The sale and purchase of the Series 2016A Notes to be purchased by each Purchaser shall occur at the offices of Chapman and Cutler LLP, 111 West Monroe Street, Chicago, Illinois 60603, at 10:00 A.M. Chicago time, at a closing (the “Closing”) on November 3, 2016. At the Closing, the Company will deliver to each Purchaser the Series 2016A Notes to be purchased by such Purchaser in the form of a single Note so to be purchased or such greater number of Notes in denominations of at least $100,000 as such Purchaser may request dated the date of the Closing and registered in such Purchaser’s name (or in the name of its nominee), against delivery by such Purchaser to the Company or its order of immediately available funds in the amount of the purchase price therefor by wire transfer of immediately available funds for the account of the Company to [Redacted] If at the Closing the Company shall fail to tender such Notes to any Purchaser as provided above in this Section 3, or any of the conditions specified in Section 4 shall not have been fulfilled to such Purchaser’s satisfaction, such Purchaser shall, at its election, be relieved of all further obligations under this Agreement, without thereby waiving any rights such Purchaser may have by reason of such failure or such nonfulfillment.

 

SECTION 4.

CONDITIONS TO CLOSING.

Each Purchaser’s obligation to execute and deliver this Agreement and to purchase and pay for the 2016A Notes to be sold to such Purchaser at the Closing is subject to the fulfillment to such Purchaser’s satisfaction, prior or at the Closing of the following conditions:

Section 4.1.    Representations and Warranties. The representations and warranties of the Company in this Agreement shall be correct when made and (except as expressly limited to an earlier time) at the time of the Closing.

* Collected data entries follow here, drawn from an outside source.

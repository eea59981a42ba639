//! Dataset and template inputs: loading tabular data, extracting template
//! placeholders, and the mapping heuristics that decide which columns feed
//! the signed certificate fields.

pub mod loader;
pub mod mapping;
pub mod placeholders;
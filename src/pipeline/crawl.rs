use std::sync::Arc;

use async_trait::async_trait;
use garde::Validate;

use crate::models::job::{CrawlJob, ScoreJob};
use crate::models::lead::LeadUpdate;
use crate::models::profile::Profile;
use crate::pipeline::error::JobError;
use crate::pipeline::worker::{Disposition, JobHandler};
use crate::services::dedup::DedupIndex;
use crate::services::leads::LeadStore;
use crate::services::queue::{publish_message, QueueChannel, Topic};
use crate::services::scraper::{ScrapeError, ScraperFactory};

/// Crawl step: dedup check, scrape, record, hand off to scoring.
pub struct CrawlHandler {
    dedup: Arc<dyn DedupIndex>,
    leads: Arc<dyn LeadStore>,
    scrapers: Arc<dyn ScraperFactory>,
}

impl CrawlHandler {
    pub fn new(
        dedup: Arc<dyn DedupIndex>,
        leads: Arc<dyn LeadStore>,
        scrapers: Arc<dyn ScraperFactory>,
    ) -> Self {
        Self {
            dedup,
            leads,
            scrapers,
        }
    }

    async fn scrape(&self, url: &str) -> Result<Profile, ScrapeError> {
        let mut scraper = self.scrapers.create();
        let result = async {
            scraper.login().await?;
            scraper.get_profile(url).await
        }
        .await;
        scraper.close().await;
        result
    }
}

#[async_trait]
impl JobHandler for CrawlHandler {
    fn topic(&self) -> Topic {
        Topic::Crawl
    }

    async fn handle(
        &self,
        worker_id: &str,
        payload: &str,
        channel: &mut dyn QueueChannel,
    ) -> Result<Disposition, JobError> {
        let job: CrawlJob = serde_json::from_str(payload)?;
        job.validate()?;
        let url = job.profile_url.as_str();

        if self.dedup.seen(url).await? {
            tracing::info!(worker_id, profile_url = url, "Profile already crawled, skipping");
            return Ok(Disposition::Skipped);
        }

        tracing::info!(
            worker_id,
            profile_url = url,
            requirements_id = %job.requirements_id,
            trigger = %job.trigger_source,
            "Crawling profile"
        );
        let mut profile = self.scrape(url).await?;
        if profile.profile_url.trim().is_empty() {
            profile.profile_url = url.to_string();
        }

        if !self.dedup.mark(url, &job.requirements_id).await? {
            tracing::info!(worker_id, profile_url = url, "Profile crawled concurrently, skipping");
            return Ok(Disposition::Skipped);
        }

        let update = LeadUpdate::Scraped {
            profile: profile.clone(),
        };
        if let Err(e) = self.leads.upsert(url, &update).await {
            tracing::warn!(worker_id, profile_url = url, error = %e, "Failed to save scraped lead");
        }

        let mut score_job = ScoreJob::new(profile, &job.requirements_id);
        score_job.profile_url = url.to_string();
        score_job.template_id = job.template_id.clone();

        if let Err(e) = publish_message(channel, Topic::Score, &score_job).await {
            // Unmark so the redelivered crawl is not mistaken for a duplicate.
            if let Err(release_err) = self.dedup.release(url).await {
                tracing::error!(
                    worker_id,
                    profile_url = url,
                    error = %release_err,
                    "Failed to release dedup mark"
                );
            }
            return Err(e.into());
        }

        tracing::info!(
            worker_id,
            profile_url = url,
            name = score_job.profile_data.display_name(),
            "Profile crawled and queued for scoring"
        );
        Ok(Disposition::Completed)
    }
}
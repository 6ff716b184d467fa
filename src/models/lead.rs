use chrono::{DateTime, Utc};
use serde::{Deserialize, Serialize};
use strum::{Display, EnumString};
use uuid::Uuid;

use crate::models::profile::Profile;
use crate::models::score::ScoreResult;

/// Outreach state of a lead.
#[derive(Debug, Clone, Copy, Serialize, Deserialize, EnumString, Display, PartialEq, Eq)]
#[serde(rename_all = "snake_case")]
#[strum(serialize_all = "snake_case")]
pub enum ConnectionStatus {
    Scraped,
    Scored,
    ConnectionSent,
    MessageSent,
    Success,
    Failed,
}

/// Persisted candidate record, keyed by `profile_url`.
#[derive(Debug, Clone, Serialize, Deserialize, PartialEq)]
pub struct Lead {
    pub id: Uuid,
    pub profile_url: String,
    pub name: Option<String>,
    pub profile_data: Option<Profile>,
    pub score: Option<f64>,
    pub scoring_data: Option<ScoreResult>,
    pub connection_status: ConnectionStatus,
    pub scraped_at: Option<DateTime<Utc>>,
    pub scored_at: Option<DateTime<Utc>>,
    pub created_at: DateTime<Utc>,
    pub updated_at: DateTime<Utc>,
}

/// Field changes the pipeline applies to a lead.
#[derive(Debug, Clone)]
pub enum LeadUpdate {
    /// Fresh scrape: replaces name and profile data, status becomes `scraped`.
    Scraped { profile: Profile },
    /// New checklist score: always replaces `score`/`scoring_data`. Profile
    /// data is only filled in when the lead has none; a lead created here
    /// starts as `scored`.
    Scored {
        profile: Option<Profile>,
        result: ScoreResult,
    },
}

impl LeadUpdate {
    /// Name to store, if the profile carries a real one.
    pub fn name(&self) -> Option<String> {
        let profile = match self {
            LeadUpdate::Scraped { profile } => Some(profile),
            LeadUpdate::Scored { profile, .. } => profile.as_ref(),
        };
        profile
            .map(|p| p.display_name())
            .filter(|name| *name != "Unknown")
            .map(str::to_string)
    }
}

impl Lead {
    /// Build the record an upsert creates when no lead exists yet.
    pub fn create(profile_url: &str, update: &LeadUpdate, now: DateTime<Utc>) -> Self {
        let mut lead = Lead {
            id: Uuid::new_v4(),
            profile_url: profile_url.to_string(),
            name: None,
            profile_data: None,
            score: None,
            scoring_data: None,
            connection_status: match update {
                LeadUpdate::Scraped { .. } => ConnectionStatus::Scraped,
                LeadUpdate::Scored { .. } => ConnectionStatus::Scored,
            },
            scraped_at: None,
            scored_at: None,
            created_at: now,
            updated_at: now,
        };
        lead.apply(update, now);
        lead
    }

    /// Apply an update in place with the same rules the database upsert uses.
    pub fn apply(&mut self, update: &LeadUpdate, now: DateTime<Utc>) {
        if let Some(name) = update.name() {
            self.name = Some(name);
        }
        match update {
            LeadUpdate::Scraped { profile } => {
                self.profile_data = Some(profile.clone());
                self.connection_status = ConnectionStatus::Scraped;
                self.scraped_at = Some(now);
            }
            LeadUpdate::Scored { profile, result } => {
                self.score = Some(result.percentage);
                self.scoring_data = Some(result.clone());
                self.scored_at = Some(now);
                if self.profile_data.is_none() {
                    self.profile_data = profile.clone();
                }
            }
        }
        self.updated_at = now;
    }
}
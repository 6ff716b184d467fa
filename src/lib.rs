//! Lead-generation pipeline
//!
//! Profile URLs are dispatched onto a crawl queue, scraped by a pool of crawl
//! workers, and handed to scoring workers that evaluate each profile against a
//! position's requirement checklist and persist the result as a lead.

pub mod app_state;
pub mod config;
pub mod db;
pub mod models;
pub mod pipeline;
pub mod routes;
pub mod services;
use chrono::{DateTime, Utc};
use sqlx::{PgPool, Row};
use uuid::Uuid;

use crate::db::StoreError;
use crate::models::schedule::CrawlSchedule;

/// Schedules whose status is `active`.
pub async fn active_schedules(pool: &PgPool) -> Result<Vec<CrawlSchedule>, StoreError> {
    let rows = sqlx::query(
        r#"
        SELECT id, name, profile_urls, requirements_id, template_id, last_run
        FROM crawl_schedules
        WHERE status = 'active'
        ORDER BY created_at
        "#,
    )
    .fetch_all(pool)
    .await?;

    let mut schedules = Vec::with_capacity(rows.len());
    for r in rows {
        schedules.push(CrawlSchedule {
            id: r.try_get("id")?,
            name: r.try_get("name")?,
            profile_urls: r.try_get("profile_urls")?,
            requirements_id: r.try_get("requirements_id")?,
            template_id: r.try_get("template_id")?,
            last_run: r.try_get("last_run")?,
        });
    }
    Ok(schedules)
}

/// Record that a schedule was dispatched.
pub async fn touch_last_run(
    pool: &PgPool,
    schedule_id: Uuid,
    at: DateTime<Utc>,
) -> Result<(), StoreError> {
    sqlx::query(
        r#"
        UPDATE crawl_schedules
        SET last_run = $2, updated_at = NOW()
        WHERE id = $1
        "#,
    )
    .bind(schedule_id)
    .bind(at)
    .execute(pool)
    .await?;

    Ok(())
}
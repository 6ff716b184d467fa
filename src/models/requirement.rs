use serde::{Deserialize, Serialize};
use serde_json::Value;
use strum::{Display, EnumString};

use crate::models::profile::value_as_u32;

/// Requirement kinds a checklist item can carry.
#[derive(Debug, Clone, Copy, Serialize, Deserialize, EnumString, Display, PartialEq, Eq, Hash)]
#[serde(rename_all = "lowercase")]
#[strum(serialize_all = "lowercase")]
pub enum RequirementType {
    Gender,
    Location,
    Age,
    Experience,
    Skill,
    Education,
}

/// Inclusive age bounds.
#[derive(Debug, Clone, Copy, PartialEq, Eq)]
pub struct AgeRange {
    pub min: u32,
    pub max: u32,
}

impl AgeRange {
    pub fn contains(&self, age: u32) -> bool {
        self.min <= age && age <= self.max
    }
}

#[derive(Debug, Clone, PartialEq)]
pub enum ExperienceRequirement {
    /// No constraint given.
    Any,
    /// Minimum total tenure in years.
    MinYears(f64),
    /// Keyword expected in some role's title, company or description.
    Keyword(String),
}

/// A decoded requirement. `None` means the item was left blank and is
/// satisfied by any candidate.
#[derive(Debug, Clone, PartialEq)]
pub enum Criterion {
    Gender(Option<String>),
    Location(Option<String>),
    Age(Option<AgeRange>),
    Experience(ExperienceRequirement),
    Skill(Option<String>),
    Education(Option<String>),
}

impl Criterion {
    pub fn requirement_type(&self) -> RequirementType {
        match self {
            Criterion::Gender(_) => RequirementType::Gender,
            Criterion::Location(_) => RequirementType::Location,
            Criterion::Age(_) => RequirementType::Age,
            Criterion::Experience(_) => RequirementType::Experience,
            Criterion::Skill(_) => RequirementType::Skill,
            Criterion::Education(_) => RequirementType::Education,
        }
    }

    /// Decode the loosely-typed `value` of a stored item for the given `type`.
    pub fn parse(kind: &str, value: &Value) -> Result<Self, RequirementError> {
        let kind: RequirementType = kind
            .trim()
            .to_lowercase()
            .parse()
            .map_err(|_| RequirementError::UnknownType(kind.to_string()))?;

        let criterion = match kind {
            RequirementType::Gender => Criterion::Gender(text_value(kind, value)?),
            RequirementType::Location => Criterion::Location(text_value(kind, value)?),
            RequirementType::Skill => Criterion::Skill(text_value(kind, value)?),
            RequirementType::Education => Criterion::Education(text_value(kind, value)?),
            RequirementType::Age => Criterion::Age(age_value(value)?),
            RequirementType::Experience => Criterion::Experience(experience_value(value)?),
        };
        Ok(criterion)
    }
}

/// One line of a position's checklist.
#[derive(Debug, Clone, PartialEq, Serialize, Deserialize)]
#[serde(try_from = "RawRequirementItem", into = "RawRequirementItem")]
pub struct RequirementItem {
    pub id: String,
    pub label: String,
    pub criterion: Criterion,
    /// The value exactly as stored, echoed back in match results.
    pub raw_value: Value,
}

impl RequirementItem {
    pub fn new(id: &str, label: &str, kind: &str, value: Value) -> Result<Self, RequirementError> {
        RawRequirementItem {
            id: id.to_string(),
            label: label.to_string(),
            kind: kind.to_string(),
            value,
        }
        .try_into()
    }

    pub fn requirement_type(&self) -> RequirementType {
        self.criterion.requirement_type()
    }
}

#[derive(Debug, Clone, Serialize, Deserialize)]
struct RawRequirementItem {
    #[serde(default, deserialize_with = "id_string")]
    id: String,
    #[serde(default)]
    label: String,
    #[serde(rename = "type")]
    kind: String,
    #[serde(default)]
    value: Value,
}

impl TryFrom<RawRequirementItem> for RequirementItem {
    type Error = RequirementError;

    fn try_from(raw: RawRequirementItem) -> Result<Self, Self::Error> {
        let criterion = Criterion::parse(&raw.kind, &raw.value)?;
        Ok(RequirementItem {
            id: raw.id,
            label: raw.label,
            criterion,
            raw_value: raw.value,
        })
    }
}

impl From<RequirementItem> for RawRequirementItem {
    fn from(item: RequirementItem) -> Self {
        RawRequirementItem {
            id: item.id,
            label: item.label,
            kind: item.criterion.requirement_type().to_string(),
            value: item.raw_value,
        }
    }
}

/// A position's hiring checklist.
#[derive(Debug, Clone, Default, PartialEq, Serialize, Deserialize)]
pub struct RequirementSpec {
    #[serde(default)]
    pub position: String,
    #[serde(default)]
    pub requirements: Vec<RequirementItem>,
}

impl RequirementSpec {
    /// Decode a stored template. Accepts `{position, requirements: [...]}` or
    /// a bare item array. Returns `None` when there is nothing to score against.
    pub fn from_stored(position: Option<&str>, stored: Value) -> Result<Option<Self>, RequirementError> {
        let mut spec: RequirementSpec = match stored {
            Value::Null => return Ok(None),
            Value::Array(items) => RequirementSpec {
                position: String::new(),
                requirements: serde_json::from_value(Value::Array(items))
                    .map_err(RequirementError::Malformed)?,
            },
            other => serde_json::from_value(other).map_err(RequirementError::Malformed)?,
        };

        if spec.requirements.is_empty() {
            return Ok(None);
        }
        if spec.position.is_empty() {
            if let Some(position) = position {
                spec.position = position.to_string();
            }
        }
        Ok(Some(spec))
    }
}

#[derive(Debug, thiserror::Error)]
pub enum RequirementError {
    #[error("Unknown requirement type '{0}'")]
    UnknownType(String),

    #[error("Invalid value for {kind} requirement: {value}")]
    InvalidValue { kind: RequirementType, value: Value },

    #[error("Malformed requirement template: {0}")]
    Malformed(#[source] serde_json::Error),
}

fn is_blank(value: &Value) -> bool {
    match value {
        Value::Null => true,
        Value::String(s) => s.trim().is_empty(),
        Value::Array(a) => a.is_empty(),
        Value::Object(o) => o.is_empty(),
        _ => false,
    }
}

fn text_value(kind: RequirementType, value: &Value) -> Result<Option<String>, RequirementError> {
    if is_blank(value) {
        return Ok(None);
    }
    match value {
        Value::String(s) => Ok(Some(s.trim().to_string())),
        Value::Number(n) => Ok(Some(n.to_string())),
        other => Err(RequirementError::InvalidValue {
            kind,
            value: other.clone(),
        }),
    }
}

fn age_value(value: &Value) -> Result<Option<AgeRange>, RequirementError> {
    if is_blank(value) {
        return Ok(None);
    }
    let invalid = || RequirementError::InvalidValue {
        kind: RequirementType::Age,
        value: value.clone(),
    };

    let range = match value {
        Value::Object(bounds) => {
            let bound = |key: &str, default: u32| match bounds.get(key) {
                None | Some(Value::Null) => Ok(default),
                Some(v) => value_as_u32(v).ok_or_else(invalid),
            };
            AgeRange {
                min: bound("min", 0)?,
                max: bound("max", 100)?,
            }
        }
        Value::String(s) => {
            let (min, max) = s.split_once('-').ok_or_else(invalid)?;
            AgeRange {
                min: min.trim().parse().map_err(|_| invalid())?,
                max: max.trim().parse().map_err(|_| invalid())?,
            }
        }
        _ => return Err(invalid()),
    };

    if range.min > range.max {
        return Err(invalid());
    }
    Ok(Some(range))
}

fn experience_value(value: &Value) -> Result<ExperienceRequirement, RequirementError> {
    if is_blank(value) {
        return Ok(ExperienceRequirement::Any);
    }
    match value {
        Value::Number(n) => n
            .as_f64()
            .filter(|years| *years >= 0.0)
            .map(ExperienceRequirement::MinYears)
            .ok_or_else(|| RequirementError::InvalidValue {
                kind: RequirementType::Experience,
                value: value.clone(),
            }),
        Value::String(s) => Ok(ExperienceRequirement::Keyword(s.trim().to_lowercase())),
        other => Err(RequirementError::InvalidValue {
            kind: RequirementType::Experience,
            value: other.clone(),
        }),
    }
}

fn id_string<'de, D: serde::Deserializer<'de>>(deserializer: D) -> Result<String, D::Error> {
    Ok(match Option::<Value>::deserialize(deserializer)? {
        Some(Value::String(s)) => s,
        Some(Value::Number(n)) => n.to_string(),
        _ => String::new(),
    })
}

Section 4.2.    Performance; No Default. The Company shall have performed and complied in all material respects with all agreements and conditions contained in this Agreement required to be performed or complied with by it prior to or at the Closing, and after giving effect to the issue and sale of the Series 2016A Notes (and the application of the proceeds thereof as contemplated by Section 5.14), no Default or Event of Default shall have occurred and be continuing. Neither the Company nor any Subsidiary shall have entered into any transaction since December 31, 2015 that would have been prohibited by Section 10 had such Section applied since such date.

Section 4.3.    Compliance Certificates.

(a)    Officer’s Certificate. The Company shall have delivered to such Purchaser an Officer’s Certificate, dated the date of the Closing, certifying that the conditions specified in Sections 4.1, 4.2 and 4.13 have been fulfilled in all material respects.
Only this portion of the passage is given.